İnişli çıkışlı bir ilişkileri olmasına rağmen Frida ve Diego, Frida’nın ölümünden önce yine bir araya gelmişti.
"Bu bir aşk beraberliği idi. Bize uygun, taşkın bir akarsu gibi delişmen, Nikaragua şelalesi ya da Iguazu çavlanları gibi coşkulu, denizlerin dibi gibi derin ve gizemli, Odysseus'un akdenizi gibi fırtınalı, Patzcuaro gölleri gibi uysal ve Aztek chinampaları (yüzen bahçe) gibi verimli, çöller gibi yorucu ve altın gibi pırıltılı, yırtıcı hayvanlar gibi ürkünç, yaşayan evren gibi rengarenk."

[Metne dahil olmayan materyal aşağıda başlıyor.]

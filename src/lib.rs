//! # qAVM: persistent, reorganizable AVM execution core
//!
//! qAVM is the storage-mediated execution engine for a deterministic
//! stack-based VM: a single long-running executor drives the live machine
//! over an ordered message inbox and emits two append-only output streams
//! (logs and sends) plus per-block sideload machine snapshots. Every
//! sideload boundary also persists a checkpoint — the machine state keyed
//! by cumulative gas — so any past state can be reconstituted, and when
//! the upstream feed rewrites history the engine rewinds to the newest
//! consistent checkpoint, invalidates the outputs past it, and replays
//! forward.
//!
//! The crate deliberately does *not* contain the VM's instruction
//! semantics: those live behind the [machine::Interpreter] seam, the same
//! way the raw message wire format and the network feed live outside the
//! engine. What the crate does own:
//!
//! - [value]: the AVM value model (integers, code points, tuples) with
//!   stable hashing and a shallow marshaled form.
//! - [storage]: the mediator over the embedded ordered key-value store —
//!   column layout, snapshot reads, the single write transaction — and
//!   [storage::valuestore], the content-addressed reference-counted value
//!   persistence plus the append-only code index.
//! - [checkpoint]: machine states in persisted form and the gas-ordered
//!   checkpoint index.
//! - [messages]: the sequencer/delayed message log and its accumulator
//!   chain, including the consistency-checked iteration that doubles as
//!   the engine's reorg detector.
//! - [machine]: the machine state, assertion context, and the plain /
//!   background-capable machine wrappers.
//! - [core]: the executor itself — tick loop, mailbox, reorg protocol,
//!   logs cursors, execution cursors, the sideload cache — and the whole
//!   caller-facing surface.
//!
//! # Data flow
//!
//! ```notrust
//!  feeder --deliver_messages--> [mailbox slot]
//!                                    |
//!                                    v            (single writer)
//!                              [ Executor ] --run--> [ MachineThread ]
//!                                    |                      |
//!                 +------------------+-----------+     assertions
//!                 v                  v           v          |
//!            [messages]        [checkpoints]  [logs|sends|sideloads]
//!                 ^                  ^           ^
//!                 |                  |           |
//!            (snapshots)        (snapshots)  (snapshots)
//!                 |                  |           |
//!          ExecutionCursor   get_machine_for_sideload   LogsCursors
//! ```
//!
//! Readers never block the executor: logs cursors, execution cursors and
//! sideload lookups all operate on store snapshots, and the only shared
//! exclusion is the reorg mutex that keeps "closest checkpoint" answers
//! from racing checkpoint deletion.

pub mod checkpoint;
pub mod common;
pub mod core;
pub mod error;
pub mod machine;
pub mod messages;
pub mod storage;
pub mod value;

"Çıkış yolunun güzel olacağını ve asla geri dönmeyeceğimi umarım."
Bana göre,Frida Kahlo,kendisinin de dediği gibi sürrealist değil aksine gerçekçi bir ressamdı.Belkide içmizdekileri,Frida gibi gösteremediğimiz için gerçeküstü olarak algılıyoruz.Aslında bu algılamamız da bizler açısından doğru;çünkü düşünmeyiz duygularımızın,iç dünyamızın maddeye dönüşünce nasıl olacağını...İçimizdeki duygu yoğunluğunu,karmaşasını,düzenini dökebilsek tuvale,kim bilir ne harikalar çıkardı.

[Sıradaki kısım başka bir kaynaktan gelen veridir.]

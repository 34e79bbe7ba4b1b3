//! Checkpoints: persisted machine states keyed by cumulative gas. A
//! checkpoint row is the serialized [MachineStateKeys] — scalars inline,
//! the four big value roots as hashes into the value store. Deleting a
//! checkpoint releases those roots in the same transaction, so an index
//! entry can never outlive the values it references.

use std::collections::BTreeSet;
use std::sync::Arc;

use crate::common::{marshal_u256, unmarshal_u256, Hash, U256};
use crate::error::{Error, Result};
use crate::machine::{
    AssertionContext, Code, CodePointRef, InboxState, Interpreter, Machine,
    MachineOutput, MachineState, MachineStatus, StagedMessage,
};
use crate::storage::valuestore;
use crate::storage::{Column, ReadWriteTransaction, StoreRead};
use crate::value::{take, Value, ValueCache};

/// The persisted form of a machine state.
#[derive(Clone, Debug, PartialEq, Eq)]
pub struct MachineStateKeys {
    pub register_hash: Hash,
    pub static_hash: Hash,
    pub datastack_hash: Hash,
    pub auxstack_hash: Hash,
    pub arb_gas_remaining: U256,
    pub status: MachineStatus,
    pub pc: CodePointRef,
    pub err_pc: CodePointRef,
    pub staged_message: Option<StagedMessage>,
    pub output: MachineOutput,
}

impl MachineStateKeys {
    pub fn from_state(state: &MachineState) -> Self {
        Self {
            register_hash: state.register.hash(),
            static_hash: state.static_val.hash(),
            datastack_hash: state.datastack.hash().clone(),
            auxstack_hash: state.auxstack.hash().clone(),
            arb_gas_remaining: state.arb_gas_remaining,
            status: state.status,
            pc: state.pc,
            err_pc: state.err_pc,
            staged_message: state.staged_message.clone(),
            output: state.output.clone(),
        }
    }

    pub fn total_messages_read(&self) -> U256 {
        let staged = if self.staged_message.is_some() { 1 } else { 0 };
        self.output.fully_processed_inbox.count + staged
    }

    pub fn serialize(&self) -> Vec<u8> {
        let mut buf = Vec::new();
        buf.extend_from_slice(self.register_hash.as_bytes());
        buf.extend_from_slice(self.static_hash.as_bytes());
        buf.extend_from_slice(self.datastack_hash.as_bytes());
        buf.extend_from_slice(self.auxstack_hash.as_bytes());
        buf.extend_from_slice(&marshal_u256(&self.arb_gas_remaining));
        buf.push(self.status as u8);
        buf.extend_from_slice(&self.pc.segment.to_be_bytes());
        buf.extend_from_slice(&self.pc.offset.to_be_bytes());
        buf.extend_from_slice(&self.err_pc.segment.to_be_bytes());
        buf.extend_from_slice(&self.err_pc.offset.to_be_bytes());
        match &self.staged_message {
            Some(staged) => {
                buf.push(1);
                buf.extend_from_slice(staged.accumulator.as_bytes());
                buf.extend_from_slice(&staged.ops_consumed.to_be_bytes());
                buf.extend_from_slice(
                    &(staged.message.len() as u64).to_be_bytes(),
                );
                buf.extend_from_slice(&staged.message);
            }
            None => buf.push(0),
        }
        let out = &self.output;
        buf.extend_from_slice(&marshal_u256(&out.arb_gas_used));
        buf.extend_from_slice(&marshal_u256(&out.log_count));
        buf.extend_from_slice(&marshal_u256(&out.send_count));
        buf.extend_from_slice(&marshal_u256(&out.fully_processed_inbox.count));
        buf.extend_from_slice(out.fully_processed_inbox.accumulator.as_bytes());
        match &out.last_sideload {
            Some(block) => {
                buf.push(1);
                buf.extend_from_slice(&marshal_u256(block));
            }
            None => buf.push(0),
        }
        buf
    }

    pub fn deserialize(mut raw: &[u8]) -> Result<Self> {
        use num_traits::FromPrimitive as _;
        let reader = &mut raw;
        let register_hash = Hash::from_slice(take(reader, 32)?);
        let static_hash = Hash::from_slice(take(reader, 32)?);
        let datastack_hash = Hash::from_slice(take(reader, 32)?);
        let auxstack_hash = Hash::from_slice(take(reader, 32)?);
        let arb_gas_remaining = unmarshal_u256(take(reader, 32)?);
        let status_byte = take(reader, 1)?[0];
        let status = MachineStatus::from_u8(status_byte).ok_or_else(|| {
            Error::corrupt(format!("bad machine status {:#x}", status_byte))
        })?;
        let pc = read_code_point(reader)?;
        let err_pc = read_code_point(reader)?;
        let staged_message = match take(reader, 1)?[0] {
            0 => None,
            1 => {
                let accumulator = Hash::from_slice(take(reader, 32)?);
                let ops_consumed = read_u64(reader)?;
                let len = read_u64(reader)? as usize;
                let message = take(reader, len)?.to_vec().into();
                Some(StagedMessage {
                    message,
                    accumulator,
                    ops_consumed,
                })
            }
            m => {
                return Err(Error::corrupt(format!(
                    "bad staged marker {:#x}",
                    m
                )))
            }
        };
        let arb_gas_used = unmarshal_u256(take(reader, 32)?);
        let log_count = unmarshal_u256(take(reader, 32)?);
        let send_count = unmarshal_u256(take(reader, 32)?);
        let inbox_count = unmarshal_u256(take(reader, 32)?);
        let inbox_acc = Hash::from_slice(take(reader, 32)?);
        let last_sideload = match take(reader, 1)?[0] {
            0 => None,
            1 => Some(unmarshal_u256(take(reader, 32)?)),
            m => {
                return Err(Error::corrupt(format!(
                    "bad sideload marker {:#x}",
                    m
                )))
            }
        };
        if !reader.is_empty() {
            return Err(Error::corrupt("trailing checkpoint bytes"))
        }
        Ok(Self {
            register_hash,
            static_hash,
            datastack_hash,
            auxstack_hash,
            arb_gas_remaining,
            status,
            pc,
            err_pc,
            staged_message,
            output: MachineOutput {
                arb_gas_used,
                log_count,
                send_count,
                fully_processed_inbox: InboxState {
                    count: inbox_count,
                    accumulator: inbox_acc,
                },
                last_sideload,
            },
        })
    }
}

fn read_u64(reader: &mut &[u8]) -> Result<u64> {
    Ok(u64::from_be_bytes(take(reader, 8)?.try_into().unwrap()))
}

fn read_code_point(reader: &mut &[u8]) -> Result<CodePointRef> {
    let segment = read_u64(reader)?;
    let offset = read_u64(reader)?;
    Ok(CodePointRef { segment, offset })
}

/// Persist the machine's value roots (bumping their reference counts) and
/// write the checkpoint row under the gas key.
pub fn save_checkpoint(
    tx: &ReadWriteTransaction, state: &MachineState,
) -> Result<()> {
    valuestore::save_value(tx, &state.register)?;
    valuestore::save_value(tx, &state.static_val)?;
    valuestore::save_value(tx, &Value::Tuple(state.datastack.clone()))?;
    valuestore::save_value(tx, &Value::Tuple(state.auxstack.clone()))?;
    let keys = MachineStateKeys::from_state(state);
    tx.put(
        Column::Checkpoints,
        &marshal_u256(&state.output.arb_gas_used),
        &keys.serialize(),
    )
}

/// Release the four value roots a checkpoint references.
pub fn delete_machine_state(
    tx: &ReadWriteTransaction, keys: &MachineStateKeys,
) -> Result<()> {
    valuestore::delete_value(tx, &keys.register_hash)?;
    valuestore::delete_value(tx, &keys.static_hash)?;
    valuestore::delete_value(tx, &keys.datastack_hash)?;
    valuestore::delete_value(tx, &keys.auxstack_hash)?;
    Ok(())
}

pub fn get_checkpoint(
    tx: &impl StoreRead, arb_gas_used: &U256,
) -> Result<MachineStateKeys> {
    let raw = tx
        .get(Column::Checkpoints, &marshal_u256(arb_gas_used))?
        .ok_or(Error::NotFound)?;
    MachineStateKeys::deserialize(&raw)
}

/// The checkpoint at or before `total_gas` when `after_gas` is false, the
/// one just after it otherwise.
pub fn checkpoint_using_gas(
    tx: &impl StoreRead, total_gas: &U256, after_gas: bool,
) -> Result<MachineStateKeys> {
    let mut it = tx.iter(Column::Checkpoints);
    it.seek_for_prev(&marshal_u256(total_gas));
    if !it.valid() {
        it.status()?;
        return Err(Error::NotFound)
    }
    if after_gas {
        it.next();
        if !it.valid() {
            it.status()?;
            return Err(Error::NotFound)
        }
    }
    MachineStateKeys::deserialize(it.value().ok_or(Error::NotFound)?)
}

pub fn max_checkpoint_gas(tx: &impl StoreRead) -> Result<U256> {
    let mut it = tx.iter(Column::Checkpoints);
    it.seek_to_last();
    if !it.valid() {
        it.status()?;
        return Ok(U256::zero())
    }
    Ok(unmarshal_u256(it.key().ok_or(Error::NotFound)?))
}

pub fn is_checkpoints_empty(tx: &impl StoreRead) -> Result<bool> {
    let mut it = tx.iter(Column::Checkpoints);
    it.seek_to_last();
    if it.valid() {
        return Ok(false)
    }
    it.status()?;
    Ok(true)
}

/// Rebuild a live machine from its persisted keys, restoring any code
/// segments the state references that are not yet loaded.
pub fn materialize(
    tx: &impl StoreRead, keys: &MachineStateKeys, code: &Arc<Code>,
    interp: Arc<dyn Interpreter>, cache: &mut ValueCache,
) -> Result<Machine> {
    let register = valuestore::get_value(tx, &keys.register_hash, cache)?;
    let static_val = valuestore::get_value(tx, &keys.static_hash, cache)?;
    let datastack =
        match valuestore::get_value(tx, &keys.datastack_hash, cache)? {
            Value::Tuple(tup) => tup,
            _ => return Err(Error::corrupt("machine datastack not a tuple")),
        };
    let auxstack =
        match valuestore::get_value(tx, &keys.auxstack_hash, cache)? {
            Value::Tuple(tup) => tup,
            _ => return Err(Error::corrupt("machine auxstack not a tuple")),
        };

    let mut segment_ids = BTreeSet::new();
    segment_ids.insert(keys.pc.segment);
    segment_ids.insert(keys.err_pc.segment);
    collect_segments(&register, &mut segment_ids);
    collect_segments(&static_val, &mut segment_ids);
    collect_segments(&Value::Tuple(datastack.clone()), &mut segment_ids);
    collect_segments(&Value::Tuple(auxstack.clone()), &mut segment_ids);
    restore_segments(tx, code, segment_ids)?;

    let state = MachineState {
        code: code.clone(),
        register,
        static_val,
        datastack,
        auxstack,
        arb_gas_remaining: keys.arb_gas_remaining,
        status: keys.status,
        pc: keys.pc,
        err_pc: keys.err_pc,
        staged_message: keys.staged_message.clone(),
        output: keys.output.clone(),
        context: AssertionContext::default(),
    };
    Ok(Machine::new(state, interp))
}

fn collect_segments(value: &Value, out: &mut BTreeSet<u64>) {
    match value {
        Value::Int(_) => {}
        Value::CodePoint(cp) => {
            out.insert(cp.segment);
        }
        Value::Tuple(tup) => {
            for elem in tup.iter() {
                collect_segments(elem, out);
            }
        }
    }
}

/// Load every referenced segment, chasing code points that appear as
/// instruction immediates into further segments.
fn restore_segments(
    tx: &impl StoreRead, code: &Arc<Code>, mut segment_ids: BTreeSet<u64>,
) -> Result<()> {
    while !segment_ids.is_empty() {
        let mut next_ids = BTreeSet::new();
        for id in segment_ids.iter().rev() {
            if code.contains_segment(*id) {
                continue
            }
            let segment = valuestore::load_code_segment(tx, *id)?;
            for op in &segment.ops {
                if let Some(imm) = &op.immediate {
                    collect_segments(imm, &mut next_ids);
                }
            }
            code.restore_segment(segment);
        }
        segment_ids = next_ids;
    }
    Ok(())
}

Çoğu kendi portresi olmak üzere hepsinde kendi çektiği acılar üzerinde durmuştur.Frida,kendimden daha iyi kimseyi tanımıyorum diyordu.İşte, belki de bu yüzden kendisini ,hissettiği duyguları tam anlamıyla tuvallerine yansıtabildiği için olağanüstüydüler.Ve ,O sadece bunun için değil,Meksika tarihini ve kısa süreli Amerika'da da olsa oradaki kültür öğelerine yani yaşadığı döneme de sırtını dönemediği için harika sanatçıdır.